::: SUPPLIED RECORDS :::

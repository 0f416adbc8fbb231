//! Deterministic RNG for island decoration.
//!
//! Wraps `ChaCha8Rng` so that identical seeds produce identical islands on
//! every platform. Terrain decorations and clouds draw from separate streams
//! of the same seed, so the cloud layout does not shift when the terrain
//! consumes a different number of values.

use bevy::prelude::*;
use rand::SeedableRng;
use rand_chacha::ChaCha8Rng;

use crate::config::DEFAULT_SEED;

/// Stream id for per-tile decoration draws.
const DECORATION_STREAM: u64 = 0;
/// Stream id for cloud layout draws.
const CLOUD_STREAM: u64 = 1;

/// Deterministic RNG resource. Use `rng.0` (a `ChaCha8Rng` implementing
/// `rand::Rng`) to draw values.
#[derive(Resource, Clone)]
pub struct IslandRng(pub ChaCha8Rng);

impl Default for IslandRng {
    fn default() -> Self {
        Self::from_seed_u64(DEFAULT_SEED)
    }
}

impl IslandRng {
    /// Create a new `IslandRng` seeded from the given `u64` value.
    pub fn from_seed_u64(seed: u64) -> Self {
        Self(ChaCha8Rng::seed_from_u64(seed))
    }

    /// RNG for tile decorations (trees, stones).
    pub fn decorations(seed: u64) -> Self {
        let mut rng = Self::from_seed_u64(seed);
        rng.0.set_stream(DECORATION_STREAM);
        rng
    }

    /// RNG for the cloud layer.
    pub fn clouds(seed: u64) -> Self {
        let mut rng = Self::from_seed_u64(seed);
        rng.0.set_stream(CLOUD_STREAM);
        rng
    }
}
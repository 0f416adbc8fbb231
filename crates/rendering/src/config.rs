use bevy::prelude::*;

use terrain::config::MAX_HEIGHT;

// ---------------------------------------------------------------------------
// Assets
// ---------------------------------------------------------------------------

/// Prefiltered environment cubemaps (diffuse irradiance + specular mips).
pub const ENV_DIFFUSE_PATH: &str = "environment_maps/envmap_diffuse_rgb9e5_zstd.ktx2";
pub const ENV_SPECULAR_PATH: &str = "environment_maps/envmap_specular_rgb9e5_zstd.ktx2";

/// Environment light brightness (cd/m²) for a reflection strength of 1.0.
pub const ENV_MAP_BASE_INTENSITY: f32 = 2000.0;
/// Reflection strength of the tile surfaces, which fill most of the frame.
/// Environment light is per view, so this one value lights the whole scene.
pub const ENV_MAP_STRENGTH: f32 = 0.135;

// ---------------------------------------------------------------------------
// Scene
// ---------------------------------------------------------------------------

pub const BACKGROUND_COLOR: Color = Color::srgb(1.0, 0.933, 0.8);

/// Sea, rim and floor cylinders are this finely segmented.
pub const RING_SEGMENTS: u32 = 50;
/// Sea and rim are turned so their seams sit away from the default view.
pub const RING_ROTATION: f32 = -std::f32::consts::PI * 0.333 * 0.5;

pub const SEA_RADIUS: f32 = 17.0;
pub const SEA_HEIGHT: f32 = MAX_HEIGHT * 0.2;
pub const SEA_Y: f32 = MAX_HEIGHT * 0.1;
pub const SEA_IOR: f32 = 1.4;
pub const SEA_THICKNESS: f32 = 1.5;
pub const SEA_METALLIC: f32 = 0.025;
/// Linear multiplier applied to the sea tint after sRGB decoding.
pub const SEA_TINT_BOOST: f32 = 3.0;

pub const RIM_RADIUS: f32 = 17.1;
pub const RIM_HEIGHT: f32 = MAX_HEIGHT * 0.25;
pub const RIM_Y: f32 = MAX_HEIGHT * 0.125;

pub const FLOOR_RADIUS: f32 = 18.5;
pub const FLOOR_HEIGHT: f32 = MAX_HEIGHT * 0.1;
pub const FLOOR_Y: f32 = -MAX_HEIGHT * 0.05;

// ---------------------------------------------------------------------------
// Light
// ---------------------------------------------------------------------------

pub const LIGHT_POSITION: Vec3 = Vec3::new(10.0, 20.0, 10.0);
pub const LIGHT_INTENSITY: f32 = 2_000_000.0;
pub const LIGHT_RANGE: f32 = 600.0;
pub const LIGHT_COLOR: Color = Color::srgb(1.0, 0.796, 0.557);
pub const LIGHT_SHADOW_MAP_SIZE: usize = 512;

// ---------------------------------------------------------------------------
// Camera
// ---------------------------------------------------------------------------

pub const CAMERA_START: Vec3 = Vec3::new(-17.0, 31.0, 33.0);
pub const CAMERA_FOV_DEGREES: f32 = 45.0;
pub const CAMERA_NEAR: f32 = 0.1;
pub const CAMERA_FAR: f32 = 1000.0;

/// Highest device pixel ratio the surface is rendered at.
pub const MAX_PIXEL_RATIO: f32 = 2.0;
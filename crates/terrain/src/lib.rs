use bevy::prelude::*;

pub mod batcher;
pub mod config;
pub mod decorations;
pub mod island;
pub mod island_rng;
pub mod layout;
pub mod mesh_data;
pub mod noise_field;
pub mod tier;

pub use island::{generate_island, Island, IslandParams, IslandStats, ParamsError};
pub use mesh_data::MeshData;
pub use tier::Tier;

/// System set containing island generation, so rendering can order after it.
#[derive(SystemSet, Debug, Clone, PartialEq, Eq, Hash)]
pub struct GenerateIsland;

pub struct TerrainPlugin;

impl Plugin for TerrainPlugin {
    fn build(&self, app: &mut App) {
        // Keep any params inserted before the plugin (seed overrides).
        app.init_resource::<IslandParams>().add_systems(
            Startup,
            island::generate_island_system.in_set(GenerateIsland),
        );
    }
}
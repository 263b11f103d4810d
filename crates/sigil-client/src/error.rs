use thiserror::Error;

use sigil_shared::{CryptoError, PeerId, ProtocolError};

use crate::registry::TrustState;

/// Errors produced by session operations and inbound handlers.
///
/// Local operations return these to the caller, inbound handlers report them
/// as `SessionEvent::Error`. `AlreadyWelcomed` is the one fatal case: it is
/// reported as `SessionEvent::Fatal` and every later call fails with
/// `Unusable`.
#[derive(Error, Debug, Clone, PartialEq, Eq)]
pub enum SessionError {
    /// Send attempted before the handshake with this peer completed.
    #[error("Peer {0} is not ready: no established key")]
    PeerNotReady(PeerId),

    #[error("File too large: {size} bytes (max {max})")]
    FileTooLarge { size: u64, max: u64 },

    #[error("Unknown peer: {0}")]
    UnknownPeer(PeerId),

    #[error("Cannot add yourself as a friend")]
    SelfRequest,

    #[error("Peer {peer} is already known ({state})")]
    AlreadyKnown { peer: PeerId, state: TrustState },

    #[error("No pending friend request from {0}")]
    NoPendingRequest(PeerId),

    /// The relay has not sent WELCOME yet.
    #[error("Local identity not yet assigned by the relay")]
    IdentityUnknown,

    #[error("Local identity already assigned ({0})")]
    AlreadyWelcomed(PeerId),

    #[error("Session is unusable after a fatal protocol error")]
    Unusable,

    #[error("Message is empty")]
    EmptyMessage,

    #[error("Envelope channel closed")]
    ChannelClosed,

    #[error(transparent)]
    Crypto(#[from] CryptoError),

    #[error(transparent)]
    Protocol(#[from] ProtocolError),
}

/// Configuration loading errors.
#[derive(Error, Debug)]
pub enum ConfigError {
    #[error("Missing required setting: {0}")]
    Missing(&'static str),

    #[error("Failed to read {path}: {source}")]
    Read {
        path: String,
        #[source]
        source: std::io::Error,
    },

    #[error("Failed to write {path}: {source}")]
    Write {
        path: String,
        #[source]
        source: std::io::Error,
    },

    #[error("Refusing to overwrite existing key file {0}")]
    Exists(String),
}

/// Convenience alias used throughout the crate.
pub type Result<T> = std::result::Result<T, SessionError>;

:::

**REQUIRED ACTION**: Take the lines above from the one containing "pub const ENV_MAP_BASE_INTENSITY: f32" down to the one containing "pub const SEA_METALLIC: f32 = 0.025;", and transcribe them exactly, both ends included.

**EXERCISE RESULT**:
pub const ENV_MAP_BASE_INTENSITY: f32 = 2000.0;
/// Reflection strength of the tile surfaces, which fill most of the frame.
/// Environment light is per view, so this one value lights the whole scene.
pub const ENV_MAP_STRENGTH: f32 = 0.135;

// ---------------------------------------------------------------------------
// Scene
// ---------------------------------------------------------------------------

pub const BACKGROUND_COLOR: Color = Color::srgb(1.0, 0.933, 0.8);

/// Sea, rim and floor cylinders are this finely segmented.
pub const RING_SEGMENTS: u32 = 50;
/// Sea and rim are turned so their seams sit away from the default view.
pub const RING_ROTATION: f32 = -std::f32::consts::PI * 0.333 * 0.5;

pub const SEA_RADIUS: f32 = 17.0;
pub const SEA_HEIGHT: f32 = MAX_HEIGHT * 0.2;
pub const SEA_Y: f32 = MAX_HEIGHT * 0.1;
pub const SEA_IOR: f32 = 1.4;
pub const SEA_THICKNESS: f32 = 1.5;
pub const SEA_METALLIC: f32 = 0.025;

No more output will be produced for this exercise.